The Nevado de Toluca is a volcano located in central Mexico, in the Valley of Toluca. At an altitude of 4680 m, it constitutes the fourth highest peak in the country. Close to the summit, in its crater, there are two lakes, called El Sol y La Luna (Martinez-Carrillo et. al 2017, 1706-1707). The archaeological evidence found in this area shows that this was considered to be a sacred place for the inhabitants in the region. There are remains of a stone building, pottery, obsidian blades, and censers on the shore. Furthermore, the lakes were used as a sacred recipient of offerings. These gifts consisted of a wide variety of artefacts which were possible manufactured exclusively to be deposited in the lakes. Among these, there were wooden sceptres, copal figurines, maguey leaves and thorns, vegetable fibres, baskets, green stone beads and turquoise tesserae (Vigliani 2013, 3).
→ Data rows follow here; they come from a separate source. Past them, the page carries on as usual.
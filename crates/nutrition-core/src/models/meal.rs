// ABOUTME: Meal input record with explicit JSON presence and number validation
// ABOUTME: Zero is a valid value; only absent, null, or non-numeric fields are rejected
//
// SPDX-License-Identifier: MIT OR Apache-2.0
// Copyright (c) 2025 Pierre Fitness Intelligence

use crate::constants::fields;
use serde::{Deserialize, Serialize};
use serde_json::{Map, Value};
use thiserror::Error;

/// Nutritional components of a single meal
///
/// No field has an enforced range: negative and fractional values are accepted.
#[derive(Debug, Clone, Copy, PartialEq, Serialize, Deserialize)]
#[serde(rename_all = "camelCase")]
pub struct Meal {
    /// Energy content in kilocalories
    pub calories: f64,
    /// Protein content in grams
    pub protein: f64,
    /// Fiber content in grams
    pub fiber: f64,
    /// Dimensionless multiplier applied to the summed components
    pub scale_factor: f64,
}

/// Why a JSON value was not accepted as a [`Meal`]
#[derive(Debug, Clone, PartialEq, Eq, Error)]
pub enum MealValidationError {
    /// The value was not a JSON object
    #[error("meal must be a JSON object")]
    NotAnObject,
    /// A required field was absent or null
    #[error("field `{0}` is required")]
    MissingField(&'static str),
    /// A field was present but not a JSON number
    #[error("field `{0}` must be a number")]
    NotANumber(&'static str),
}

impl Meal {
    /// Create a meal from its four components
    #[must_use]
    pub const fn new(calories: f64, protein: f64, fiber: f64, scale_factor: f64) -> Self {
        Self {
            calories,
            protein,
            fiber,
            scale_factor,
        }
    }

    /// Validate an untyped JSON value and build a meal from it
    ///
    /// Each field must be present and a JSON number. Strings that look like
    /// numbers (`"200"`) and booleans are rejected.
    ///
    /// # Errors
    ///
    /// Returns the first field that failed validation, in wire order.
    pub fn from_json(value: &Value) -> Result<Self, MealValidationError> {
        let object = value.as_object().ok_or(MealValidationError::NotAnObject)?;

        Ok(Self {
            calories: number_field(object, fields::CALORIES)?,
            protein: number_field(object, fields::PROTEIN)?,
            fiber: number_field(object, fields::FIBER)?,
            scale_factor: number_field(object, fields::SCALE_FACTOR)?,
        })
    }
}

fn number_field(
    object: &Map<String, Value>,
    name: &'static str,
) -> Result<f64, MealValidationError> {
    match object.get(name) {
        None | Some(Value::Null) => Err(MealValidationError::MissingField(name)),
        Some(value) => value
            .as_f64()
            .ok_or(MealValidationError::NotANumber(name)),
    }
}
The Arqueología subacuática en el Nevado de Toluca” Project explored the lakes in 2007, 2010, and 2012. The information obtained during the underwater exploration, provides valuable information about organic materials that usually decay. The unique conditions of the lake, cold water and intense solar radiation, preserved artifacts made with organic raw material (Junco 2010, 43; Martinez-Carrillo et. al 2017, 1707).
The results of radiocarbon dating of the material, shows that ritual activity in the lakes took place from 650 to 1520 AD. These dates correspond the the Epiclassical and Postclasical periods, and point to a long duration of ritual activities in the Nevado de Toluca (Martínez-Carrillo et. al 2017, 1712). This confirms the importance of mountains and water in the Mesoamerican cosmovision, which was shared by the inhabitants of Central Mexico. The mountains were considered to be sacred containers of water, seeds, and all sustenance. Therefore, the Nevado the Toluca would be an ideal place of worship, where Mesoamericans could offer gifts to the deities.
The preservation of this maritime heritage site is at risk because the area is not protected by the INAH (National Institute of Anthropology and History), as it has not been declared to be an archaeological site yet. This has resulted in looting of archaeological remains by sport divers in the last decades. Furthermore, there has been extensive deforestation in the volcano which needs to be controlled.
Undoubtedly, the recent research projects carried out at the Nevado de Toluca will create awareness of the importance of its preservation.